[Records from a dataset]
*** Begin section ***
//! Coarse progress reporting for long sample loops.
//!
//! A reporter wraps an optional caller-supplied callback and forwards the
//! completion percentage at every 10% boundary. The callback only observes;
//! nothing it does can change the transform being reported on.

/// Callback receiving a completion percentage in `10..=100`
pub type ProgressFn<'a> = &'a mut dyn FnMut(u8);

const GRANULARITY: u8 = 10;

pub struct ProgressReporter<'a> {
    callback: Option<ProgressFn<'a>>,
    total: usize,
    last: u8,
}

impl<'a> ProgressReporter<'a> {
    /// Create a reporter for `total` units of work
    pub fn new(callback: Option<ProgressFn<'a>>, total: usize) -> Self {
        Self {
            callback,
            total,
            last: 0,
        }
    }

    /// Record that `done` units are complete.
    /// Fires the callback only when a new 10% boundary is crossed.
    pub fn update(&mut self, done: usize) {
        if self.callback.is_none() || self.total == 0 {
            return;
        }
        let percent = (done.min(self.total) * 100 / self.total) as u8;
        let bucket = percent - percent % GRANULARITY;
        if bucket > self.last {
            self.last = bucket;
            self.notify(bucket);
        }
    }

    /// Report 100% unless it was already reported
    pub fn finish(&mut self) {
        if self.last < 100 {
            self.last = 100;
            self.notify(100);
        }
    }

    fn notify(&mut self, percent: u8) {
        if let Some(callback) = self.callback.as_mut() {
            callback(percent);
        }
    }
}

#[cfg(test)]
mod tests {
    use super::*;

    fn collect(total: usize) -> Vec<u8> {
        let mut seen = Vec::new();
        let mut cb = |p: u8| seen.push(p);
        let mut reporter = ProgressReporter::new(Some(&mut cb), total);
        for done in 1..=total {
            reporter.update(done);
        }
        reporter.finish();
        seen
    }

    #[test]
    fn test_reports_every_ten_percent() {
        assert_eq!(collect(1000), vec![10, 20, 30, 40, 50, 60, 70, 80, 90, 100]);
    }

    #[test]
    fn test_small_totals_skip_boundaries() {
        assert_eq!(collect(5), vec![20, 40, 60, 80, 100]);
        assert_eq!(collect(1), vec![100]);
    }

    #[test]
    fn test_empty_work_reports_completion_once() {
        assert_eq!(collect(0), vec![100]);
    }

    #[test]
    fn test_without_callback() {
        let mut reporter = ProgressReporter::new(None, 10);
        reporter.update(5);
        reporter.finish();
    }
}
/// Morse steganography engine
/// Ties text -> Morse -> bitstream -> LSB together, in memory and over WAV files

use crate::bitstream::{bitstream_to_morse, morse_to_bitstream};
use crate::error::{Result, StegoError};
use crate::lsb;
use crate::morse::{morse_to_text, text_to_morse, unsupported_characters};
use crate::progress::ProgressFn;
use crate::wav;
use std::path::Path;

/// Main steganography engine
#[derive(Debug, Clone, Copy, Default)]
pub struct MorseStego {
    strict: bool,
}

impl MorseStego {
    /// Create an engine that silently drops characters without a Morse symbol
    pub fn new() -> Self {
        Self { strict: false }
    }

    /// Create an engine that refuses messages with unsupported characters
    pub fn strict() -> Self {
        Self { strict: true }
    }

    pub fn is_strict(&self) -> bool {
        self.strict
    }

    fn check_message(&self, message: &str) -> Result<()> {
        if self.strict {
            if let Some(&c) = unsupported_characters(message).first() {
                return Err(StegoError::UnsupportedCharacter(c));
            }
        }
        Ok(())
    }

    /// Number of carrier samples the encoded message occupies
    pub fn required_bits(message: &str) -> usize {
        morse_to_bitstream(&text_to_morse(message)).len()
    }

    /// Number of bits the samples can carry
    pub fn calculate_capacity(samples: &[i16]) -> usize {
        lsb::capacity(samples)
    }

    /// Embed a message into a copy of `samples`
    pub fn embed(
        &self,
        samples: &[i16],
        message: &str,
        progress: Option<ProgressFn<'_>>,
    ) -> Result<Vec<i16>> {
        self.check_message(message)?;
        let bits = morse_to_bitstream(&text_to_morse(message));
        lsb::embed(samples, bits.as_slice(), progress)
    }

    /// Extract the message hidden in `samples`
    pub fn extract(&self, samples: &[i16], progress: Option<ProgressFn<'_>>) -> Result<String> {
        let bits = lsb::extract(samples, progress);
        let morse = bitstream_to_morse(bits.as_slice())?;
        Ok(morse_to_text(&morse))
    }

    /// Read `input`, embed `message`, write the stego file to `output`
    ///
    /// Nothing is written when the message does not fit.
    pub fn embed_message<P: AsRef<Path>, Q: AsRef<Path>>(
        &self,
        input: P,
        message: &str,
        output: Q,
        progress: Option<ProgressFn<'_>>,
    ) -> Result<()> {
        let (input, output) = (input.as_ref(), output.as_ref());
        self.check_message(message)?;

        let (samples, spec) = wav::read_samples(input)?;
        tracing::info!(
            input = %input.display(),
            capacity = Self::calculate_capacity(&samples),
            required = Self::required_bits(message),
            "embedding message"
        );

        let stego = self.embed(&samples, message, progress)?;
        wav::write_samples(output, spec, &stego)?;

        tracing::info!(output = %output.display(), "message embedded");
        Ok(())
    }

    /// Read a stego file and return the hidden message
    pub fn extract_message<P: AsRef<Path>>(
        &self,
        path: P,
        progress: Option<ProgressFn<'_>>,
    ) -> Result<String> {
        let path = path.as_ref();
        let (samples, _) = wav::read_samples(path)?;
        tracing::info!(path = %path.display(), samples = samples.len(), "extracting message");

        let message = self.extract(&samples, progress)?;
        tracing::debug!(chars = message.chars().count(), "message decoded");
        Ok(message)
    }
}

#[cfg(test)]
mod tests {
    use super::*;

    #[test]
    fn test_hi_in_silence() {
        let stego = MorseStego::new();
        let samples = vec![0i16; 100];
        let carrier = stego.embed(&samples, "HI", None).unwrap();
        assert_eq!(stego.extract(&carrier, None).unwrap(), "HI");
    }

    #[test]
    fn test_case_normalized() {
        let stego = MorseStego::new();
        let samples: Vec<i16> = (0..2000).map(|i| ((i * 31) % 4000 - 2000) as i16).collect();
        let carrier = stego.embed(&samples, "Meet at dawn, gate 7.", None).unwrap();
        assert_eq!(stego.extract(&carrier, None).unwrap(), "MEET AT DAWN, GATE 7.");
    }

    #[test]
    fn test_exact_capacity() {
        let stego = MorseStego::new();
        let needed = MorseStego::required_bits("SOS");
        let samples = vec![100i16; needed];
        assert!(stego.embed(&samples, "SOS", None).is_ok());

        let short = vec![100i16; needed - 1];
        assert_eq!(
            stego.embed(&short, "SOS", None),
            Err(StegoError::MessageTooLong {
                capacity: needed - 1,
                required: needed
            })
        );
    }

    #[test]
    fn test_no_marker_in_odd_samples() {
        let stego = MorseStego::new();
        let samples = vec![1i16; 500];
        assert_eq!(stego.extract(&samples, None), Err(StegoError::MessageNotFound));
    }

    #[test]
    fn test_strict_mode() {
        let samples = vec![0i16; 500];
        assert_eq!(
            MorseStego::strict().embed(&samples, "hi!", None),
            Err(StegoError::UnsupportedCharacter('!'))
        );

        let lenient = MorseStego::new();
        let carrier = lenient.embed(&samples, "hi!", None).unwrap();
        assert_eq!(lenient.extract(&carrier, None).unwrap(), "HI");
    }

    #[test]
    fn test_empty_message_round_trip() {
        let stego = MorseStego::new();
        let carrier = stego.embed(&[1i16; 64], "", None).unwrap();
        assert_eq!(stego.extract(&carrier, None).unwrap(), "");
    }

    #[test]
    fn test_required_bits() {
        // "E" is a single dot followed by the end marker
        assert_eq!(MorseStego::required_bits("E"), 1 + crate::bitstream::END_MARKER_LEN);
        assert_eq!(MorseStego::calculate_capacity(&[0; 42]), 42);
    }
}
*** End section ***
Your goal:
From the opening line of the data above through the line holding "pub struct ProgressReporter<'a>", give every line again exactly as it stands.

Result:
//! Coarse progress reporting for long sample loops.
//!
//! A reporter wraps an optional caller-supplied callback and forwards the
//! completion percentage at every 10% boundary. The callback only observes;
//! nothing it does can change the transform being reported on.

/// Callback receiving a completion percentage in `10..=100`
pub type ProgressFn<'a> = &'a mut dyn FnMut(u8);

const GRANULARITY: u8 = 10;

pub struct ProgressReporter<'a> {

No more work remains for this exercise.